Find the number of lines containing the string "does" in the data. Answer with the number by itself.

-- Entries supplied follows --

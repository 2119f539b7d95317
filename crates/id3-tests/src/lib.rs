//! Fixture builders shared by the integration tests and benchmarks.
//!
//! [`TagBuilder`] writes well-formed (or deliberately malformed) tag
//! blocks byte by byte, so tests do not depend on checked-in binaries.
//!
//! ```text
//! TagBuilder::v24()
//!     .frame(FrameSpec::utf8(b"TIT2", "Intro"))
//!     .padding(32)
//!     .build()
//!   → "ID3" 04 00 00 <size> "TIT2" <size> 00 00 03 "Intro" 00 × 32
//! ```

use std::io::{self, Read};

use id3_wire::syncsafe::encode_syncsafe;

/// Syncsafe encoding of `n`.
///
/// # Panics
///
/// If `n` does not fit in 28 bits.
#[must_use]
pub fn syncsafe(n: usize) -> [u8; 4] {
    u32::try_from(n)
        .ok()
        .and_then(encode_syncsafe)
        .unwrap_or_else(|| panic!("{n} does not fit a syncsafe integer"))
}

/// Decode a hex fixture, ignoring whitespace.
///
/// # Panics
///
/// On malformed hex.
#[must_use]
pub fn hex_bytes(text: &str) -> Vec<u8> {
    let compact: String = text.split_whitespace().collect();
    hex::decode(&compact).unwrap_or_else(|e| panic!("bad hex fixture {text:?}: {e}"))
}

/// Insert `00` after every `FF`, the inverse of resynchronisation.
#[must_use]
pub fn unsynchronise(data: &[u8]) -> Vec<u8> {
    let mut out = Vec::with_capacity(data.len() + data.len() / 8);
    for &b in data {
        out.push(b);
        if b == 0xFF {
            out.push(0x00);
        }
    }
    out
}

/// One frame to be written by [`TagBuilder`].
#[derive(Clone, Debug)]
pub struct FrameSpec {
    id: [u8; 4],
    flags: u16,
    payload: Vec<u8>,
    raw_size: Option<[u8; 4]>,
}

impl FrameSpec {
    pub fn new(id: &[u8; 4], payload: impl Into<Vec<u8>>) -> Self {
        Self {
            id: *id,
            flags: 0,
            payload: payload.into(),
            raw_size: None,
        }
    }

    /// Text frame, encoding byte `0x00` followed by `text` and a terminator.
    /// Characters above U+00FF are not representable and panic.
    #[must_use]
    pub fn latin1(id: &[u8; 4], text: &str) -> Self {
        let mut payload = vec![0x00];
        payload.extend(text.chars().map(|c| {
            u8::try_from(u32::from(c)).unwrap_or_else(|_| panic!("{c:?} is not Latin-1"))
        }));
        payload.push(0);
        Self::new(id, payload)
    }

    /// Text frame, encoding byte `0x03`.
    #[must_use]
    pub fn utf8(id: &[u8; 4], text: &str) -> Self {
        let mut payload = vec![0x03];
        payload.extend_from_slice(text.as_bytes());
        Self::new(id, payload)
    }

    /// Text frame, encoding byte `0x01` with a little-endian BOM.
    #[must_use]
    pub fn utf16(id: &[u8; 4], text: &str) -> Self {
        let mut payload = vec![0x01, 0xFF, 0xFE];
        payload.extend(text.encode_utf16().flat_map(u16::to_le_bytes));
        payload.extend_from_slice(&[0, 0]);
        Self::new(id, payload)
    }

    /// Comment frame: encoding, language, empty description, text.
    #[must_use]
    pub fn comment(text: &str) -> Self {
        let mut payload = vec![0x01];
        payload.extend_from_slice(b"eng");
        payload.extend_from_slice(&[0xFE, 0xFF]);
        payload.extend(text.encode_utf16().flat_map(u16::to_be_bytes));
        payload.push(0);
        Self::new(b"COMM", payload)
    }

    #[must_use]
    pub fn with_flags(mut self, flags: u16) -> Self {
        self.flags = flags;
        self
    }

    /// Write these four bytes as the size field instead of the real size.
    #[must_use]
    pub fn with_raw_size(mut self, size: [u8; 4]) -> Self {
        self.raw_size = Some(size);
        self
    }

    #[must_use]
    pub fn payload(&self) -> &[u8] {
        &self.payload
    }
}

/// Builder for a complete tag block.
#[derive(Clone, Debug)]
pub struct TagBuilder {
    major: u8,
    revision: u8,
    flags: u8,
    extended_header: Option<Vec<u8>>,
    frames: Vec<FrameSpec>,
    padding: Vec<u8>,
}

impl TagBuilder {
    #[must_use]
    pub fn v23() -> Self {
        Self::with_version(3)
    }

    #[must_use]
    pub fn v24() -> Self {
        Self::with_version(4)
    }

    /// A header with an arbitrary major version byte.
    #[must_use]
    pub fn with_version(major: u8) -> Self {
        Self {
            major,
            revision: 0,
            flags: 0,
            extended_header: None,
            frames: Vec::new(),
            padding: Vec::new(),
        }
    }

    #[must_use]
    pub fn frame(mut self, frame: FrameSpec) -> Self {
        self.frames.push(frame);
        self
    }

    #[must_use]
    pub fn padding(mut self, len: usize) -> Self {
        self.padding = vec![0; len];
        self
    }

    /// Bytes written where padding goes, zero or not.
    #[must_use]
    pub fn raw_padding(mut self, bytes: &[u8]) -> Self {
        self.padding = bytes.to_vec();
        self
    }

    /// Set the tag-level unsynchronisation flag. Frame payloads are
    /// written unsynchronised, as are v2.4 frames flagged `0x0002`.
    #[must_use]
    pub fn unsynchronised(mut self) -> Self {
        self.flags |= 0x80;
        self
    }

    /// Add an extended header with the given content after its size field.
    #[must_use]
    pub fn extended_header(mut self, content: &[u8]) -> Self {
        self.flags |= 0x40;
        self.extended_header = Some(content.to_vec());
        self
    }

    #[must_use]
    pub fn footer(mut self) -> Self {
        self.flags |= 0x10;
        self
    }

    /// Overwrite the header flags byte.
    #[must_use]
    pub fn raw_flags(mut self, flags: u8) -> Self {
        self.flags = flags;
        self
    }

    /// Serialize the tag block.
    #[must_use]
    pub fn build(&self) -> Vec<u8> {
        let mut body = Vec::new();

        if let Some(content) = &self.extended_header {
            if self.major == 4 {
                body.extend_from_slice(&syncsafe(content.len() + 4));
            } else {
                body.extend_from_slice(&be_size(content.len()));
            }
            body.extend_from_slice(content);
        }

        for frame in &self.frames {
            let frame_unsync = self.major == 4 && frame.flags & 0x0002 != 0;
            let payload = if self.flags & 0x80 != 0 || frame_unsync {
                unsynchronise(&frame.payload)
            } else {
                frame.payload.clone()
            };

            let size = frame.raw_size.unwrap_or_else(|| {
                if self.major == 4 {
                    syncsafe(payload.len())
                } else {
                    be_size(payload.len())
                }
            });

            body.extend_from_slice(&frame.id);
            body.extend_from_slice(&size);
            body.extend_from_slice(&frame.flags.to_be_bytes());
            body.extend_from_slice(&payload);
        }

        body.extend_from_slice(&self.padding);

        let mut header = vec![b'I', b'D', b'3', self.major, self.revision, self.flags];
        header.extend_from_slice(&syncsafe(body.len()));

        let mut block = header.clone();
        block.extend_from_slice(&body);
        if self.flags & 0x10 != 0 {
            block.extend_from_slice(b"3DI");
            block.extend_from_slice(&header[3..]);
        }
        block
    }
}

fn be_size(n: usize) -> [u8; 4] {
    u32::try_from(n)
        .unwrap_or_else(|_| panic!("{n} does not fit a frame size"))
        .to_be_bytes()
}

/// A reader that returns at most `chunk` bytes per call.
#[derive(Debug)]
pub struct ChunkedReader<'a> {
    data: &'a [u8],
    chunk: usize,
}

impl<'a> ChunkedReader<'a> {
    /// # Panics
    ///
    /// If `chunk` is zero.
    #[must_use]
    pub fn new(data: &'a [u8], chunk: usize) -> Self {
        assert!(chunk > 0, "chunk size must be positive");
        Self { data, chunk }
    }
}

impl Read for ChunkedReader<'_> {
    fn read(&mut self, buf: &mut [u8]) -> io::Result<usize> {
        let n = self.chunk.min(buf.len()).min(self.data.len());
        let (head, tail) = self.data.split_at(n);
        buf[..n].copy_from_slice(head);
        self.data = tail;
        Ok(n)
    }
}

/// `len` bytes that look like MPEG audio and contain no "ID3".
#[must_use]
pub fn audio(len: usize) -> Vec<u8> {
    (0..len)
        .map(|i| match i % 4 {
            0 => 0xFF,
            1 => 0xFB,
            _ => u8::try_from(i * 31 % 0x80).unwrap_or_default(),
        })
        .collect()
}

-- Entries supplied concluded --
-- Entries supplied follows --

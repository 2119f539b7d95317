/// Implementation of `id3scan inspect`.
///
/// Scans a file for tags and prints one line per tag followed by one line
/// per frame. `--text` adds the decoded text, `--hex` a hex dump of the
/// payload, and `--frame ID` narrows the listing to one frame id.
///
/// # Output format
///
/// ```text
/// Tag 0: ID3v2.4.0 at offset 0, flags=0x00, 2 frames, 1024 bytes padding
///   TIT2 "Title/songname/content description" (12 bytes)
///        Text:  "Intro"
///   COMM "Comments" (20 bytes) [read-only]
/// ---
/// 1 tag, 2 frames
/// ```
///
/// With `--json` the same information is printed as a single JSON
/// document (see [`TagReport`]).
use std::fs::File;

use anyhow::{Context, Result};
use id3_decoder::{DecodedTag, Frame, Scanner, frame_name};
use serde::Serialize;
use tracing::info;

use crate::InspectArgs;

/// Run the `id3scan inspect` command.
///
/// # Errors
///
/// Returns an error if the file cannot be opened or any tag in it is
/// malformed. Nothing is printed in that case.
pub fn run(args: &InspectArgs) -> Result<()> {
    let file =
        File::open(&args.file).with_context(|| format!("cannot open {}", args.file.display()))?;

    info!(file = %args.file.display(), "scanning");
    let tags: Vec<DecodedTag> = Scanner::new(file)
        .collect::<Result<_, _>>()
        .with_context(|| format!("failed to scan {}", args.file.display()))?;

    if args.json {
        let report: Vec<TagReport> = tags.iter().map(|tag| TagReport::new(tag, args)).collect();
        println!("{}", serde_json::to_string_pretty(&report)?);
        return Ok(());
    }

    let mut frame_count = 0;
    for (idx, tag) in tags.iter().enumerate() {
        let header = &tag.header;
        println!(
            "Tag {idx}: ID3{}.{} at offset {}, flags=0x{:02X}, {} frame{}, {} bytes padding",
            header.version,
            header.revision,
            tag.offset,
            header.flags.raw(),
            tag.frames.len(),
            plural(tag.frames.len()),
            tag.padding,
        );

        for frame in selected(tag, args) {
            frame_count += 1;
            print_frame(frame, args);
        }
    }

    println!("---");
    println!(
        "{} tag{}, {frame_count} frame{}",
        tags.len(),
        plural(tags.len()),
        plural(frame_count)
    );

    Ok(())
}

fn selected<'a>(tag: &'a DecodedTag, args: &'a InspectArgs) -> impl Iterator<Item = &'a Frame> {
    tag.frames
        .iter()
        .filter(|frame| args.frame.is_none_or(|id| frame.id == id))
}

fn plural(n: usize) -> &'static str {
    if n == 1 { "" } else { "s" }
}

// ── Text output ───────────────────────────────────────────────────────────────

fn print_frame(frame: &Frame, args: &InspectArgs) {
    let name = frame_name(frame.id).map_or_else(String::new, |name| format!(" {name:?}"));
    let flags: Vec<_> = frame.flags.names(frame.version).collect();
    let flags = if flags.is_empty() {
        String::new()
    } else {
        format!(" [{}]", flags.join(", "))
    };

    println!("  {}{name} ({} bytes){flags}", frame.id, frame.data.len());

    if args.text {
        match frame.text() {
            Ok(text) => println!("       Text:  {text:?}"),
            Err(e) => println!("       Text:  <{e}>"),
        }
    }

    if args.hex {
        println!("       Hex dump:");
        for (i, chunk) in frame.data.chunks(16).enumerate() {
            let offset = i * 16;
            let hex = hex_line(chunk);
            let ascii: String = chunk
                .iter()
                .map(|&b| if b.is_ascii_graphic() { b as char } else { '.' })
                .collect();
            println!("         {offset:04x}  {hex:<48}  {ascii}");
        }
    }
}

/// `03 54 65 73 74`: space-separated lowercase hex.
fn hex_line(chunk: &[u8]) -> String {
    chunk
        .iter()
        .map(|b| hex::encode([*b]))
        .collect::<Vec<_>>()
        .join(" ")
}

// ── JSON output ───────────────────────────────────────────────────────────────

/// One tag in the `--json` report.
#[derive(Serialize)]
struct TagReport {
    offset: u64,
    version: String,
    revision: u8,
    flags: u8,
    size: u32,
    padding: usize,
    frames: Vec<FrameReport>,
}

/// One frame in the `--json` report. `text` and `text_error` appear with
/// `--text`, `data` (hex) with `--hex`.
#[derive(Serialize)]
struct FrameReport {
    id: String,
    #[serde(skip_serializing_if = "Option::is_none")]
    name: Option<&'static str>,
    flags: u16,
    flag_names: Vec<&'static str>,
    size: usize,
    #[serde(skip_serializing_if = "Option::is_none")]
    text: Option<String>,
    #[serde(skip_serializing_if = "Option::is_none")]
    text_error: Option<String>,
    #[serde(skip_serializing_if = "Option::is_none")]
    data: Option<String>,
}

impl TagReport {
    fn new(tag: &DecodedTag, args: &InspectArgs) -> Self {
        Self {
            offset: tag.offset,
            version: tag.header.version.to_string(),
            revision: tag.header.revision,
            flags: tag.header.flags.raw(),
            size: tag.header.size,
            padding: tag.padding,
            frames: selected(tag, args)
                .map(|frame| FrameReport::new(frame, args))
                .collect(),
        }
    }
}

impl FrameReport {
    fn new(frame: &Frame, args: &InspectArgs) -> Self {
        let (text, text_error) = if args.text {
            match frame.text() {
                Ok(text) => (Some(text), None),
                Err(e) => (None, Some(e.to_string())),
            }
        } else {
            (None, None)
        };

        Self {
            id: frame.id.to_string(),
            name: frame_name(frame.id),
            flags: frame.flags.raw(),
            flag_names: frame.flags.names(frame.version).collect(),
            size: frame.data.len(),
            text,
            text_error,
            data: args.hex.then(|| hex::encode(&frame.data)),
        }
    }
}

-- Entries supplied concluded --

## Result of this task
3